EXERCISE AIM: Every record below is to be retyped exactly.

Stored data
*****
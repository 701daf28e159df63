//! Customer segmentation — rule parsing, segment matching, rule validation,
//! and a fluent segment builder.

pub mod builder;
pub mod engine;
pub mod predicates;
pub mod validation;

pub use builder::SegmentBuilder;
pub use crm_core::EmptyRulePolicy;
pub use engine::SegmentMatcher;
pub use predicates::{CustomerField, Rule, RuleError, RuleOperator, RuleValue};
pub use validation::{validate_rules, RuleWarning};
//! API request/response types for the CRM dashboard.

use chrono::{DateTime, Utc};
use crm_core::types::{Segment, User};
use crm_segmentation::RuleWarning;
use serde::{Deserialize, Serialize};

// ─── Segments ──────────────────────────────────────────────────────────────

#[derive(Debug, Clone, Deserialize)]
pub struct CreateSegmentRequest {
    #[serde(default)]
    pub name: String,
    #[serde(default)]
    pub description: String,
    #[serde(default)]
    pub rules: Vec<String>,
}

#[derive(Debug, Clone, Deserialize)]
pub struct PreviewSegmentRequest {
    #[serde(default)]
    pub rules: Vec<String>,
}

/// Live match count for a rule set that has not been saved yet.
#[derive(Debug, Clone, Serialize)]
#[serde(rename_all = "camelCase")]
pub struct SegmentPreview {
    pub matching_customers: usize,
    pub warnings: Vec<RuleWarning>,
}

/// A saved segment plus the rules in it that can never match.
#[derive(Debug, Clone, Serialize)]
pub struct CreatedSegment {
    #[serde(flatten)]
    pub segment: Segment,
    pub warnings: Vec<RuleWarning>,
}

#[derive(Debug, Default, Deserialize)]
pub struct SegmentQuery {
    pub q: Option<String>,
}

// ─── Campaigns ─────────────────────────────────────────────────────────────

#[derive(Debug, Clone, Deserialize)]
pub struct CreateCampaignRequest {
    #[serde(default)]
    pub name: String,
    #[serde(default)]
    pub description: String,
}

// ─── Customers ─────────────────────────────────────────────────────────────

#[derive(Debug, Serialize)]
pub struct ImportCustomersResponse {
    pub imported: usize,
}

// ─── Auth ──────────────────────────────────────────────────────────────────

#[derive(Debug, Default, Deserialize)]
pub struct SignInRequest {
    /// Google ID token from the sign-in button. Presence is checked; contents are not.
    #[serde(default)]
    pub credential: Option<String>,
}

#[derive(Debug, Serialize)]
#[serde(rename_all = "camelCase")]
pub struct SignInResponse {
    pub token: String,
    pub user: User,
    pub expires_at: DateTime<Utc>,
}

#[derive(Debug, Serialize)]
#[serde(rename_all = "camelCase")]
pub struct AuthConfigResponse {
    pub google_client_id: Option<String>,
}

// ─── Operational ───────────────────────────────────────────────────────────

#[derive(Debug, Serialize)]
pub struct HealthResponse {
    pub status: String,
    pub node_id: String,
    pub uptime_secs: u64,
}

#[derive(Debug, Serialize, Deserialize)]
pub struct ErrorResponse {
    pub error: String,
    pub message: String,
}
*****
YOUR RESPONSE:
repository 701daf28e159df63
//! Customer segmentation — rule parsing, segment matching, rule validation,
//! and a fluent segment builder.

pub mod builder;
pub mod engine;
pub mod predicates;
pub mod validation;

pub use builder::SegmentBuilder;
pub use crm_core::EmptyRulePolicy;
pub use engine::SegmentMatcher;
pub use predicates::{CustomerField, Rule, RuleError, RuleOperator, RuleValue};
pub use validation::{validate_rules, RuleWarning};
//! API request/response types for the CRM dashboard.

use chrono::{DateTime, Utc};
use crm_core::types::{Segment, User};
use crm_segmentation::RuleWarning;
use serde::{Deserialize, Serialize};

// ─── Segments ──────────────────────────────────────────────────────────────

#[derive(Debug, Clone, Deserialize)]
pub struct CreateSegmentRequest {
    #[serde(default)]
    pub name: String,
    #[serde(default)]
    pub description: String,
    #[serde(default)]
    pub rules: Vec<String>,
}

#[derive(Debug, Clone, Deserialize)]
pub struct PreviewSegmentRequest {
    #[serde(default)]
    pub rules: Vec<String>,
}

/// Live match count for a rule set that has not been saved yet.
#[derive(Debug, Clone, Serialize)]
#[serde(rename_all = "camelCase")]
pub struct SegmentPreview {
    pub matching_customers: usize,
    pub warnings: Vec<RuleWarning>,
}

/// A saved segment plus the rules in it that can never match.
#[derive(Debug, Clone, Serialize)]
pub struct CreatedSegment {
    #[serde(flatten)]
    pub segment: Segment,
    pub warnings: Vec<RuleWarning>,
}

#[derive(Debug, Default, Deserialize)]
pub struct SegmentQuery {
    pub q: Option<String>,
}

// ─── Campaigns ─────────────────────────────────────────────────────────────

#[derive(Debug, Clone, Deserialize)]
pub struct CreateCampaignRequest {
    #[serde(default)]
    pub name: String,
    #[serde(default)]
    pub description: String,
}

// ─── Customers ─────────────────────────────────────────────────────────────

#[derive(Debug, Serialize)]
pub struct ImportCustomersResponse {
    pub imported: usize,
}

// ─── Auth ──────────────────────────────────────────────────────────────────

#[derive(Debug, Default, Deserialize)]
pub struct SignInRequest {
    /// Google ID token from the sign-in button. Presence is checked; contents are not.
    #[serde(default)]
    pub credential: Option<String>,
}

#[derive(Debug, Serialize)]
#[serde(rename_all = "camelCase")]
pub struct SignInResponse {
    pub token: String,
    pub user: User,
    pub expires_at: DateTime<Utc>,
}

#[derive(Debug, Serialize)]
#[serde(rename_all = "camelCase")]
pub struct AuthConfigResponse {
    pub google_client_id: Option<String>,
}

// ─── Operational ───────────────────────────────────────────────────────────

#[derive(Debug, Serialize)]
pub struct HealthResponse {
    pub status: String,
    pub node_id: String,
    pub uptime_secs: u64,
}

#[derive(Debug, Serialize, Deserialize)]
pub struct ErrorResponse {
    pub error: String,
    pub message: String,
}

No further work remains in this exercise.